Unless otherwise noted, the parts of the wellbore servicing tool
200 from FIGS. 2A, 2B, 2C and 2D are the same and referred to with
common numerals and the left side of each figure represents an
upper or up-hole portion of the tool (e.g., upper end of housing
210a) and the right side of each figure represents a lower or
down-hole portion of the tool (e.g., lower end of housing 210b)
when positioned within a wellbore.
[0076] In one or more of the embodiments disclosed herein, wellbore
servicing tool 200 may be configured to be actuated while disposed
within a wellbore such as wellbore 114. In an embodiment, servicing
tool 200 may be configured to alternatingly cycle between
transitioning from the first configuration to the second
configuration and transitioning from the first configuration to the
third configuration. For example, in an embodiment such a wellbore
servicing apparatus may be transitioned from the first
configuration to the second configuration, from the second
configuration back to the first configuration and, then, from the
first configuration to the third configuration, as will be
disclosed herein. Additionally, in an embodiment, such a wellbore
servicing apparatus may be transitioned from the third
configuration back to the first configuration and, then, the cycle
repeated again, as will also be disclosed herein.
[0077] Referring to FIG. 2B, an embodiment of a wellbore servicing
tool 200 is illustrated in the first (RIH) configuration. When the
wellbore servicing tool 200 is placed downhole ("run-in-hole")
during a wellbore servicing operation, the tool 200 may be in the
first configuration. Mandrel 280 is disposed in a first position
within the housing 210, i.e., mandrel 280 is in its uppermost
position with respect to the housing 210. In the first
configuration of the wellbore servicing tool 200, (e.g., where
mandrel 280 is in the first position within housing 210) lugs 247
are disposed within the short lower notches 241, which also
corresponds to the DBAs 232 being in the uppermost position within
the slots of the drag block assembly portion 230, i.e., the
position within the slots closest to the upper connecting surface
231a of housing segment 231. The movable element 232c of the DBA
232 will exert a radially outward force against the casing 120
and/or a wellbore wall.
[0078] In the embodiment of FIG. 2B, where the mandrel 280 is in
the first position, fluid may freely travel through the first ball
sub-component 220, as the ball 224 is located in chamber 222b and
does not impede flow there through.
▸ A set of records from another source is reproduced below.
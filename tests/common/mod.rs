//! Test doubles shared by the contract tests.
//!
//! Nothing here touches the network: probes and acquisitions are scripted.

#![allow(dead_code)]

use std::{
    collections::HashMap,
    net::Ipv4Addr,
    sync::{
        atomic::{AtomicBool, AtomicUsize, Ordering},
        Arc,
    },
    time::Duration,
};

use async_trait::async_trait;
use hyper::Uri;
use parking_lot::Mutex;
use proxywatch::{
    cache::{Config, ProxyCache, ValidatedSnapshot},
    error::{Error, Result},
    providers::{CandidateBatch, CandidateSupplier, SourceError},
    proxy::models::ProxyCandidate,
    validator::{is_live_status, Prober, ProxyValidator, ValidationOptions},
};

/// `n` distinct candidates, 10.0.x.y:8080.
pub fn candidates(n: usize) -> Vec<ProxyCandidate> {
    (0..n)
        .map(|i| ProxyCandidate::new(Ipv4Addr::new(10, 0, (i / 256) as u8, (i % 256) as u8), 8080))
        .collect()
}

/// Validation options with a fixed target and no derived deadline.
pub fn options(concurrency: usize, timeout_ms: u64) -> ValidationOptions {
    ValidationOptions {
        target_url: "http://target.test/".to_string(),
        timeout_ms,
        concurrency,
        max_failure_samples: 25,
        max_proxies: None,
        max_duration_ms: Some(60_000),
    }
}

/// What a scripted probe does.
#[derive(Debug, Clone, Copy)]
pub enum Script {
    /// Answers with this status after the delay.
    Status(u16, Duration),
    /// Never answers.
    Hang,
}

/// A prober following a per-candidate script.
pub struct ScriptedProber {
    scripts: HashMap<ProxyCandidate, Script>,
    fallback: Script,
    calls: AtomicUsize,
    in_flight: AtomicUsize,
    peak: AtomicUsize,
}

impl ScriptedProber {
    pub fn new(fallback: Script) -> Self {
        Self {
            scripts: HashMap::new(),
            fallback,
            calls: AtomicUsize::new(0),
            in_flight: AtomicUsize::new(0),
            peak: AtomicUsize::new(0),
        }
    }

    pub fn with(mut self, proxy: ProxyCandidate, script: Script) -> Self {
        self.scripts.insert(proxy, script);
        self
    }

    pub fn calls(&self) -> usize {
        self.calls.load(Ordering::SeqCst)
    }

    /// Highest number of probes observed in flight at once.
    pub fn peak(&self) -> usize {
        self.peak.load(Ordering::SeqCst)
    }
}

struct InFlight<'a>(&'a AtomicUsize);

impl Drop for InFlight<'_> {
    fn drop(&mut self) {
        self.0.fetch_sub(1, Ordering::SeqCst);
    }
}

#[async_trait]
impl Prober for ScriptedProber {
    async fn probe(&self, proxy: &ProxyCandidate, _target: &Uri) -> Result<u16> {
        self.calls.fetch_add(1, Ordering::SeqCst);
        let now = self.in_flight.fetch_add(1, Ordering::SeqCst) + 1;
        self.peak.fetch_max(now, Ordering::SeqCst);
        let _guard = InFlight(&self.in_flight);

        match self.scripts.get(proxy).copied().unwrap_or(self.fallback) {
            Script::Status(status, delay) => {
                tokio::time::sleep(delay).await;
                if is_live_status(status) {
                    Ok(status)
                } else {
                    Err(Error::probe(
                        format!("status {} received from target", status),
                        Some(status),
                    ))
                }
            }
            Script::Hang => std::future::pending().await,
        }
    }
}

/// A supplier returning a fixed batch, optionally after a delay.
pub struct StaticSupplier {
    batch: Mutex<CandidateBatch>,
    delay: Duration,
    failing: AtomicBool,
    calls: AtomicUsize,
}

impl StaticSupplier {
    pub fn new(candidates: Vec<ProxyCandidate>) -> Self {
        Self {
            batch: Mutex::new(CandidateBatch {
                candidates,
                errors: vec![],
            }),
            delay: Duration::ZERO,
            failing: AtomicBool::new(false),
            calls: AtomicUsize::new(0),
        }
    }

    pub fn with_delay(mut self, delay: Duration) -> Self {
        self.delay = delay;
        self
    }

    pub fn with_source_error(self, source: &str, message: &str) -> Self {
        self.batch.lock().errors.push(SourceError::new(source, message));
        self
    }

    /// Makes every following acquisition fail.
    pub fn fail(&self) {
        self.failing.store(true, Ordering::SeqCst);
    }

    pub fn calls(&self) -> usize {
        self.calls.load(Ordering::SeqCst)
    }
}

#[async_trait]
impl CandidateSupplier for StaticSupplier {
    async fn load_candidates(&self, _budget: Duration) -> Result<CandidateBatch> {
        self.calls.fetch_add(1, Ordering::SeqCst);
        tokio::time::sleep(self.delay).await;
        if self.failing.load(Ordering::SeqCst) {
            return Err(Error::supplier("all proxy sources failed (scripted)"));
        }
        Ok(self.batch.lock().clone())
    }
}

/// Builds a cache over scripted collaborators.
pub fn cache(
    supplier: Arc<StaticSupplier>,
    prober: Arc<ScriptedProber>,
    validation: ValidationOptions,
) -> Arc<ProxyCache> {
    ProxyCache::new(
        Config {
            refresh_interval: Duration::from_secs(300),
            fetch_timeout: Duration::from_secs(15),
            validation,
        },
        supplier,
        ProxyValidator::new(prober),
    )
}

/// Records every snapshot it receives.
#[derive(Clone, Default)]
pub struct Recorder {
    snapshots: Arc<Mutex<Vec<ValidatedSnapshot>>>,
}

impl Recorder {
    pub fn attach(&self, cache: &ProxyCache) -> proxywatch::cache::Subscription {
        let snapshots = Arc::clone(&self.snapshots);
        cache.subscribe(move |snapshot| {
            snapshots.lock().push(snapshot.clone());
            Ok(())
        })
    }

    pub fn snapshots(&self) -> Vec<ValidatedSnapshot> {
        self.snapshots.lock().clone()
    }

    pub fn len(&self) -> usize {
        self.snapshots.lock().len()
    }
}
Specifically, the position of
stinger 226 prevents the ball 224 from engaging seat 223, thereby
allowing the flow of fluid via flowpath 226c. Ball 264 is housed
within chamber 262b of the second ball sub-component 260, as
previously described herein. When ball 264 is engaged in seat 263
(e.g., during forward circulation of fluid into the wellbore), ball
264 restricts the flow of fluid to flowpath 263c. The second ball
sub-component 260 may also allow for a recirculation mode (e.g.,
reverse fluid flow out of the wellbore) for the wellbore servicing
tool 200, where the ball 264 is not engaged in seat 263, and fluid
may flow upward via flowpath 263c, as is described herein.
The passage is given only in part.